If you have an extra $500,000, you can invest it in EU countries like Spain, Malta, or Portugal, to name a few. Also, you’ll need to spend a specific amount of time actually living in one of the EU countries you’re eyeing.
Usually, foreign investors will need to spend 10 years of continuous residency. But, EU citizenship through investment grants still depends on the European country you’re targeting. Some countries, such as Greece, only require seven years of continuous residency. Others, on the other hand, will not require you for continuous residency at all.
Another way to legally become a European citizen is by marrying your EU or EEA partner. If you were to marry or enter a registered partnership relationship with a European citizen who’s working, living, or studying in a European country, it’s easy to gain citizenship too.

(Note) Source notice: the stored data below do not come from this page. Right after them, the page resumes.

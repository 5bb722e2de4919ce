//! Build script for dolly-firmware
//!
//! - Sets up linker search paths for memory.x
//! - Validates slider.toml at compile time
//! - Generates `slider_config.rs` constants from it

use std::env;
use std::fs::{self, File};
use std::io::Write;
use std::path::{Path, PathBuf};

/// Section, key, inclusive range
const INTEGER_KEYS: &[(&str, &str, i64, i64)] = &[
    ("motion", "steps_per_mm", 1, 1000),
    ("motion", "max_travel_mm", 1, 999_999),
    ("motion", "min_pulse_period_us", 10, 1_000_000),
    ("motion", "step_pulse_us", 1, 100),
    ("motion", "poll_interval_us", 100, 100_000),
    ("shutter", "settle_ms", 0, 60_000),
    ("shutter", "pulse_ms", 1, 60_000),
    ("shutter", "open_ms", 1, 600_000),
    ("display", "cols", 8, 40),
    ("display", "rows", 2, 4),
    ("keypad", "settle_ms", 0, 1000),
    ("keypad", "poll_ms", 1, 100),
    ("digits", "distance", 1, 6),
    ("digits", "duration", 1, 6),
    ("digits", "steps", 1, 6),
];

const ADC_MAX: i64 = 4095;
const LADDER_KEYS: usize = 5;

fn main() {
    setup_linker();
    let config = load_config();
    let values = validate_config(&config);
    generate_config(&values);
}

/// Set up linker search paths for memory.x
fn setup_linker() {
    let out_dir = PathBuf::from(env::var("OUT_DIR").unwrap());

    // Copy memory.x to the output directory
    let memory_x = include_bytes!("memory.x");
    let mut f = File::create(out_dir.join("memory.x")).unwrap();
    f.write_all(memory_x).unwrap();

    // Tell rustc where to find memory.x
    println!("cargo:rustc-link-search={}", out_dir.display());

    // cortex-m-rt, embassy-rp boot2 and defmt linker scripts
    println!("cargo:rustc-link-arg-bins=--nmagic");
    println!("cargo:rustc-link-arg-bins=-Tlink.x");
    println!("cargo:rustc-link-arg-bins=-Tlink-rp.x");
    println!("cargo:rustc-link-arg-bins=-Tdefmt.x");

    // Re-run if memory.x changes
    println!("cargo:rerun-if-changed=memory.x");
    println!("cargo:rerun-if-changed=build.rs");
}

/// Read and parse slider.toml
fn load_config() -> toml::Value {
    println!("cargo:rerun-if-changed=slider.toml");

    let config_path = Path::new("slider.toml");

    if !config_path.exists() {
        panic!(
            "\n\
            ╔══════════════════════════════════════════════════════════════════╗\n\
            ║  ERROR: slider.toml not found!                                   ║\n\
            ║                                                                  ║\n\
            ║  The firmware requires a slider.toml configuration file.         ║\n\
            ║  Please create one in the dolly-firmware directory.              ║\n\
            ╚══════════════════════════════════════════════════════════════════╝\n"
        );
    }

    let config_content = match fs::read_to_string(config_path) {
        Ok(content) => content,
        Err(e) => {
            panic!(
                "\n\
                ╔══════════════════════════════════════════════════════════════════╗\n\
                ║  ERROR: Failed to read slider.toml                               ║\n\
                ║                                                                  ║\n\
                ║  Error: {:<56} ║\n\
                ╚══════════════════════════════════════════════════════════════════╝\n",
                e
            );
        }
    };

    match toml::from_str(&config_content) {
        Ok(value) => value,
        Err(e) => {
            let error_msg = e.to_string();
            panic!(
                "\n\
                ╔══════════════════════════════════════════════════════════════════╗\n\
                ║  ERROR: Invalid TOML syntax in slider.toml                       ║\n\
                ╠══════════════════════════════════════════════════════════════════╣\n\
                ║                                                                  ║\n\
                {}\n\
                ║                                                                  ║\n\
                ╚══════════════════════════════════════════════════════════════════╝\n",
                format_error_lines(&error_msg)
            );
        }
    }
}

/// Validated configuration values
struct Values {
    ints: Vec<(String, i64)>,
    thresholds: [i64; LADDER_KEYS],
}

impl Values {
    fn get(&self, section: &str, key: &str) -> i64 {
        let name = const_name(section, key);
        self.ints
            .iter()
            .find(|(n, _)| *n == name)
            .map(|(_, v)| *v)
            .unwrap_or(0)
    }
}

/// Validate every section, collecting all problems before failing
fn validate_config(config: &toml::Value) -> Values {
    let mut errors = Vec::new();
    let mut ints = Vec::new();

    for &(section, key, min, max) in INTEGER_KEYS {
        match config.get(section).and_then(|s| s.get(key)) {
            Some(toml::Value::Integer(v)) if (min..=max).contains(v) => {
                ints.push((const_name(section, key), *v));
            }
            Some(toml::Value::Integer(_)) => {
                errors.push(format!("[{}] {} must be {}-{}", section, key, min, max));
            }
            Some(_) => errors.push(format!("[{}] {} must be an integer", section, key)),
            None => errors.push(format!("[{}] missing '{}'", section, key)),
        }
    }

    let thresholds = validate_thresholds(config, &mut errors);

    let values = Values { ints, thresholds };

    if errors.is_empty() {
        validate_cross_checks(&values, &mut errors);
    }

    if !errors.is_empty() {
        panic!(
            "\n\
            ╔══════════════════════════════════════════════════════════════════╗\n\
            ║  ERROR: Invalid configuration in slider.toml                     ║\n\
            ╠══════════════════════════════════════════════════════════════════╣\n\
            {}\n\
            ╚══════════════════════════════════════════════════════════════════╝\n",
            errors
                .iter()
                .map(|e| format!("║  • {:<62} ║", e))
                .collect::<Vec<_>>()
                .join("\n")
        );
    }

    println!("cargo:warning=slider.toml validated successfully");
    values
}

/// Ladder thresholds: five ascending ADC counts
fn validate_thresholds(config: &toml::Value, errors: &mut Vec<String>) -> [i64; LADDER_KEYS] {
    let mut thresholds = [0; LADDER_KEYS];

    let array = match config.get("keypad").and_then(|k| k.get("thresholds")) {
        Some(toml::Value::Array(a)) => a,
        Some(_) => {
            errors.push("[keypad] thresholds must be an array".to_string());
            return thresholds;
        }
        None => {
            errors.push("[keypad] missing 'thresholds'".to_string());
            return thresholds;
        }
    };

    if array.len() != LADDER_KEYS {
        errors.push(format!(
            "[keypad] thresholds needs {} entries, found {}",
            LADDER_KEYS,
            array.len()
        ));
        return thresholds;
    }

    for (i, value) in array.iter().enumerate() {
        match value {
            toml::Value::Integer(v) if (0..=ADC_MAX).contains(v) => thresholds[i] = *v,
            _ => errors.push(format!("[keypad] thresholds[{}] must be 0-{}", i, ADC_MAX)),
        }
    }

    if thresholds.windows(2).any(|w| w[0] >= w[1]) {
        errors.push("[keypad] thresholds must be strictly ascending".to_string());
    }

    thresholds
}

/// Rules that span more than one key
fn validate_cross_checks(values: &Values, errors: &mut Vec<String>) {
    let settle = values.get("shutter", "settle_ms");
    let pulse = values.get("shutter", "pulse_ms");
    let open = values.get("shutter", "open_ms");
    if settle + pulse > open {
        errors.push("[shutter] settle_ms + pulse_ms must not exceed open_ms".to_string());
    }

    let step_pulse = values.get("motion", "step_pulse_us");
    let min_period = values.get("motion", "min_pulse_period_us");
    if min_period < 2 * step_pulse {
        errors.push("[motion] min_pulse_period_us must be >= 2 x step_pulse_us".to_string());
    }

    let distance_digits = values.get("digits", "distance") as u32;
    let max_entry = 10i64.pow(distance_digits) - 1;
    if values.get("motion", "max_travel_mm") > max_entry {
        errors.push("[motion] max_travel_mm does not fit in [digits] distance".to_string());
    }

    let cols = values.get("display", "cols");
    let widest = ["distance", "duration", "steps"]
        .iter()
        .map(|k| values.get("digits", k))
        .max()
        .unwrap_or(0);
    // Digits, a space and the longest unit ("shots")
    if widest + 6 > cols {
        errors.push("[display] cols too narrow for the widest value line".to_string());
    }
}

/// Emit `slider_config.rs` into OUT_DIR
fn generate_config(values: &Values) {
    let out_dir = PathBuf::from(env::var("OUT_DIR").unwrap());
    let mut out = String::from("// Generated by build.rs from slider.toml\n\n");

    for (name, value) in &values.ints {
        let ty = const_type(name);
        out.push_str(&format!("pub const {}: {} = {};\n", name, ty, value));
    }

    out.push_str(&format!(
        "pub const KEYPAD_THRESHOLDS: [u16; {}] = [{}];\n",
        LADDER_KEYS,
        values
            .thresholds
            .iter()
            .map(|t| t.to_string())
            .collect::<Vec<_>>()
            .join(", ")
    ));

    fs::write(out_dir.join("slider_config.rs"), out).unwrap();
}

/// Constant name for a section/key pair, e.g. `SHUTTER_OPEN_MS`
fn const_name(section: &str, key: &str) -> String {
    format!("{}_{}", section, key).to_uppercase()
}

/// Rust type of a generated constant
fn const_type(name: &str) -> &'static str {
    if name.starts_with("DISPLAY_") || name.starts_with("DIGITS_") {
        "u8"
    } else {
        "u32"
    }
}

/// Format error message lines with box drawing
fn format_error_lines(msg: &str) -> String {
    msg.lines()
        .map(|line| {
            let truncated = if line.len() > 64 {
                format!("{}...", &line[..61])
            } else {
                line.to_string()
            };
            format!("║  {:<64} ║", truncated)
        })
        .collect::<Vec<_>>()
        .join("\n")
}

After marrying your partner, you can then gain citizenship through naturalization. But, remember, you’ll also need to spend a certain amount of time living in the European country where your partner is living.
Ireland, for instance, will only require you to spend at least two years to qualify for permanent citizenship. But then again, the time required depends on the European country’s rules. EU countries’ rules vary, so be sure to read up on the laws of the EU country you’re eyeing.
So, if you have an EU or EEA partner, all you have to do is say “I do.”
By Applying for EU Jobs
American citizens can also move to Europe just by applying for a job. Many people are often discouraged by this as they think it’s not viable, but, apparently, it is possible.
However, the bad news is that it works for only a selected number of people. For it to become possible, you’ll need to have extensive work experience and education in an in-demand field. This includes engineering, computer science, or medical science, to name a few.
If you neither have the experience nor extensive knowledge in such fields, your odds of finding a company or employer in Europe who’ll sponsor your visa are low. This is because they’re likely to prioritize EU and EEA citizens first. Thus, it’s unlikely that European employers will look twice at an American applicant’s CV.
But then again, it is possible to apply and score a job in an EU country. Just make sure that you’re experienced in the in-demand field.
Another way to move to an EU country is by studying and attending a university in Europe. Yes, it is possible too, as many graduate programs in Europe are now taught in English. The best part of it is that some countries, such as Germany and Norway, have already scrapped tuition fees.
Attending a university in a European country will allow you to further your studies and, at the same time, learn the country’s language. Plus, you can get to build a professional network.
But, note that this doesn’t guarantee you finding a job in Europe after graduation. This is because, again, most employers these days prioritize hiring EU and EEA citizens over foreigners.
But the good news is that you can get to move to a European country for a while. On top of that, doing this will improve your chances.
By DAFT Visa
Whether you’re a freelancer, entrepreneur, or aspiring entrepreneur, you can apply for the Dutch-American Friendship Treaty visa. Also known as DAFT, this type of visa allows American citizens to move to the Netherlands to establish a business.
The good news here is that as long as your business makes money, you can renew your visa every two years. The best part of it is that you can eventually apply for permanent residency.
But remember, this isn’t an easy feat. This is because you’ll need some money to start a business and you’ll need to make sure that your business is making a profit for you to continue living in your chosen country.
It does require some time, effort, and money. But, it’s all worth it once you’re granted permanent citizenship.
By Moving to Svalbard
Svalbard is actually an archipelago belonging to the Kingdom of Norway, which is an EEA member. Despite that, it doesn’t share Norway’s immigration policies. Thus, most people can work and live in Svalbard given that they have enough money (and wool!) to survive and a place to stay.